О том, как оценивали современники главные черты характера 20-летнего Брамса, свидетельствует письмо его друга, знаменитого скрипача Йозефа Иоахима от 20 октября 1854 г.: «Брамс — ярко выраженный эгоист; все, что не соответствует Его настроениям, Его опыту, Его привязанностям, отвергается с холодной любезностью. Он не может поступиться ни единой мелочью, относящейся к его принципам, не хочет выступать публично из-за отсутствия почтения к публике и нежелания нарушать собственный душевный комфорт». Здесь как раз друг его ошибается; то, что считалось непочтением к публике и эгоизмом, было в действительности неуверенностью в своем таланте, которому нужно время, чтобы созреть. После того, как он избавился от влияния на свое творчество таких представителей романтизма как Жан Поль, Новалис и Т. А. Гоффманн, Брамс все критичнее и критичнее относился к своему дарованию, что уберегло его от увлечения пустой виртуозностью и одномоментными успехами. Он лелеял свой талант, отказываясь от легких путей к успеху и боясь провалов, и терпеливо дождался всеобщего признания. Именно поэтому нам неизвестно ни одно незрелое раннее произведение Брамса.

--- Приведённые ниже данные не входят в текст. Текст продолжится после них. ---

//! File-level conversion to the Homebank CSV format.
//!
//! A conversion reads the whole input, maps every transaction row and renders
//! the Homebank file in memory. The output file is only created once every row
//! converted, so a malformed row never leaves a partial file behind.

use crate::baloise_format;
use crate::cornercard_format;
use crate::csv_codec::{read_rows, HomebankWriter};
use crate::dialect::Dialect;
use crate::error::{Error, Result};
use crate::types::{SourceRow, TargetRow};
use chrono::NaiveDate;
use log::{debug, info};
use std::ffi::OsString;
use std::fs;
use std::io::{Read, Write};
use std::path::{Path, PathBuf};

/// Suffix appended to the input file stem to name the output file.
pub const OUTPUT_SUFFIX: &str = "-homebank";

/// Re-format a date string from `input_format` to Homebank's `DD-MM-YYYY`.
///
/// # Examples
///
/// ```
/// use homebank_converter::conversion::normalize_date;
///
/// assert_eq!(normalize_date("31.12.2000", "%d.%m.%Y").unwrap(), "31-12-2000");
/// ```
pub fn normalize_date(value: &str, input_format: &str) -> Result<String> {
    let date = NaiveDate::parse_from_str(value.trim(), input_format).map_err(|_| {
        Error::InvalidDate {
            value: value.to_string(),
            format: input_format.to_string(),
        }
    })?;
    Ok(date.format("%d-%m-%Y").to_string())
}

/// Signed amount from a credit and a debit column.
///
/// Both values are trimmed of surrounding whitespace, otherwise passed through
/// unchanged (apart from removing `,` when `strip_thousands` is set). The credit
/// wins when both are filled. Debits get a leading `-`. Returns `None` when
/// both columns are empty.
pub fn signed_amount(credit: &str, debit: &str, strip_thousands: bool) -> Option<String> {
    let clean = |value: &str| {
        let value = value.trim();
        if strip_thousands {
            value.replace(',', "")
        } else {
            value.to_string()
        }
    };

    let credit = clean(credit);
    if !credit.is_empty() {
        return Some(credit);
    }
    let debit = clean(debit);
    if !debit.is_empty() {
        return Some(format!("-{}", debit));
    }
    None
}

/// Output path next to the input: `<stem>-homebank<.ext>`.
///
/// # Examples
///
/// ```
/// use std::path::{Path, PathBuf};
/// use homebank_converter::conversion::derive_output_path;
///
/// assert_eq!(derive_output_path(Path::new("foo/bar.csv")), PathBuf::from("foo/bar-homebank.csv"));
/// ```
pub fn derive_output_path(input: &Path) -> PathBuf {
    let mut name = OsString::from(input.file_stem().unwrap_or_default());
    name.push(OUTPUT_SUFFIX);
    if let Some(ext) = input.extension() {
        name.push(".");
        name.push(ext);
    }
    input.with_file_name(name)
}

/// Pick the dialect to convert with.
///
/// A forced dialect always wins; the returned flag is `true` when it differs
/// from what detection found. Without a forced dialect the detected one is
/// used, and when there is none either the format is unknown.
pub fn resolve_dialect(
    forced: Option<Dialect>,
    detected: Option<Dialect>,
) -> Result<(Dialect, bool)> {
    match (forced, detected) {
        (Some(forced), detected) => Ok((forced, detected != Some(forced))),
        (None, Some(detected)) => Ok((detected, false)),
        (None, None) => Err(Error::UnknownFormat),
    }
}

/// Map one source row with the transformer of `dialect`.
pub fn transform(dialect: Dialect, row: &SourceRow) -> Result<TargetRow> {
    match dialect {
        Dialect::Baloise => baloise_format::transform(row),
        Dialect::Cornercard => cornercard_format::transform(row),
    }
}

/// Parse and transform every transaction of a whole file's text.
pub fn convert_text(text: &str, dialect: Dialect) -> Result<Vec<TargetRow>> {
    read_rows(text, dialect)?
        .iter()
        .map(|row| transform(dialect, row))
        .collect()
}

/// Convert a statement read from any source implementing `Read` and write the
/// Homebank rows to any destination implementing `Write`.
///
/// Returns the number of rows written.
///
/// # Examples
///
/// ```
/// use homebank_converter::{conversion::convert_reader, Dialect};
///
/// let input = "Datum;Valuta;Buchungstext;Belastung;Gutschrift;Saldo CHF;Kontonummer;Kontoinhaber\r\n\
///              01.01.2019;01.01.2019;Bancomat;100.00;;0.00;CH00;Jane Doe\r\n";
/// let mut output = Vec::new();
/// let rows = convert_reader(Dialect::Baloise, input.as_bytes(), &mut output)?;
/// assert_eq!(rows, 1);
/// assert_eq!(output, b"01-01-2019;8;;;Bancomat;-100.00;;\r\n");
/// # Ok::<(), homebank_converter::Error>(())
/// ```
pub fn convert_reader<R: Read, W: Write>(
    dialect: Dialect,
    mut reader: R,
    writer: W,
) -> Result<usize> {
    let mut text = String::new();
    reader.read_to_string(&mut text)?;

    let rows = convert_text(&text, dialect)?;
    let mut homebank = HomebankWriter::new(writer);
    for row in &rows {
        homebank.write_row(row)?;
    }
    homebank.flush()?;

    Ok(rows.len())
}

/// Convert `in_path` as `dialect` and write the Homebank file to `out_path`.
///
/// Returns the number of rows written.
pub fn convert<P: AsRef<Path>, Q: AsRef<Path>>(
    dialect: Dialect,
    in_path: P,
    out_path: Q,
) -> Result<usize> {
    let (in_path, out_path) = (in_path.as_ref(), out_path.as_ref());
    debug!("converting {} as {:?}", in_path.display(), dialect);

    let input = fs::File::open(in_path)?;
    let mut rendered = Vec::new();
    let rows = convert_reader(dialect, input, &mut rendered)?;
    fs::write(out_path, rendered)?;

    info!("wrote {} rows to {}", rows, out_path.display());
    Ok(rows)
}

/// Convert a Baloise Bank SoBa export.
pub fn convert_baloise<P: AsRef<Path>, Q: AsRef<Path>>(in_path: P, out_path: Q) -> Result<usize> {
    convert(Dialect::Baloise, in_path, out_path)
}

/// Convert a Cornercard export.
pub fn convert_cornercard<P: AsRef<Path>, Q: AsRef<Path>>(in_path: P, out_path: Q) -> Result<usize> {
    convert(Dialect::Cornercard, in_path, out_path)
}
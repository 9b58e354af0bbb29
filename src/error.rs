//! Error types for the homebank converter library.

use std::io;
use thiserror::Error;

/// Result type alias for library operations.
pub type Result<T> = std::result::Result<T, Error>;

/// Error types that can occur while detecting, parsing and writing statements.
#[derive(Debug, Error)]
pub enum Error {
    /// I/O error occurred during read or write operations.
    #[error("I/O error: {0}")]
    Io(#[from] io::Error),

    /// Error reading or writing CSV records.
    #[error("CSV error: {0}")]
    Csv(#[from] csv::Error),

    /// A date field did not match the dialect's date pattern.
    #[error("Invalid date '{value}', expected format {format}")]
    InvalidDate { value: String, format: String },

    /// A transaction row carries neither a credit nor a debit amount.
    #[error("Missing amount in transaction '{memo}'")]
    MissingAmount { memo: String },

    /// Auto-detection found no known input format and none was forced.
    #[error("Unknown input format!")]
    UnknownFormat,

    /// Invalid dialect name specified.
    #[error("Invalid dialect: {0}")]
    InvalidDialect(String),
}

Брамс должен был, таким образом, производить на окружающих впечатление эгоцентрика и интроверта, «стороннего наблюдателя», как он именовал себя в более поздние годы жизни. Он предпочитал отказываться от света и новых знакомств и жить в мире своего творчества. Насколько неприятное впечатление это производило на современников, можно узнать из описания первой встречи с Брамсом в ноябре 1855 г. президента Венского филармонического общества Антона Доора: «В течение всего времени нашего собрания у задней стены комнаты прохаживался туда-сюда, куря сигареты, стройный молодой человек, совершенно забывший о моем присутствии… одним словом, я был для него чем-то вроде воздуха». Таким же образом вел он себя в обществе, когда его просили сыграть. Он делал вид, будто не понимал, чего от него хотят. Но если он все же садился за инструмент, исполнение завораживало слушателей. Один из современников Брамса писал об этом так: «Еще когда он был юношей, его исполнение являлось чем-то восхитительным. Манера Брамса была очень своеобразной. Он настолько углублялся в исполняемое произведение, будто вокруг никого не было и играл только для себя. Лучше всего он чувствовал себя в очень узком кругу друзей. Если удавалось усадить его за инструмент, как очарованы бывали слушатели его почти невероятным мастерством и манерой! Так, думаю я, должен был играть Бетховен». В юности Брамс не отваживался публиковать свои сочинения, что объясняется строгой самокритикой. По собственному же признанию, из-под пера Брамса между 18-м и 20-м годами его жизни вышло несколько песен и около 20 скрипичных квартетов, которые он уничтожил.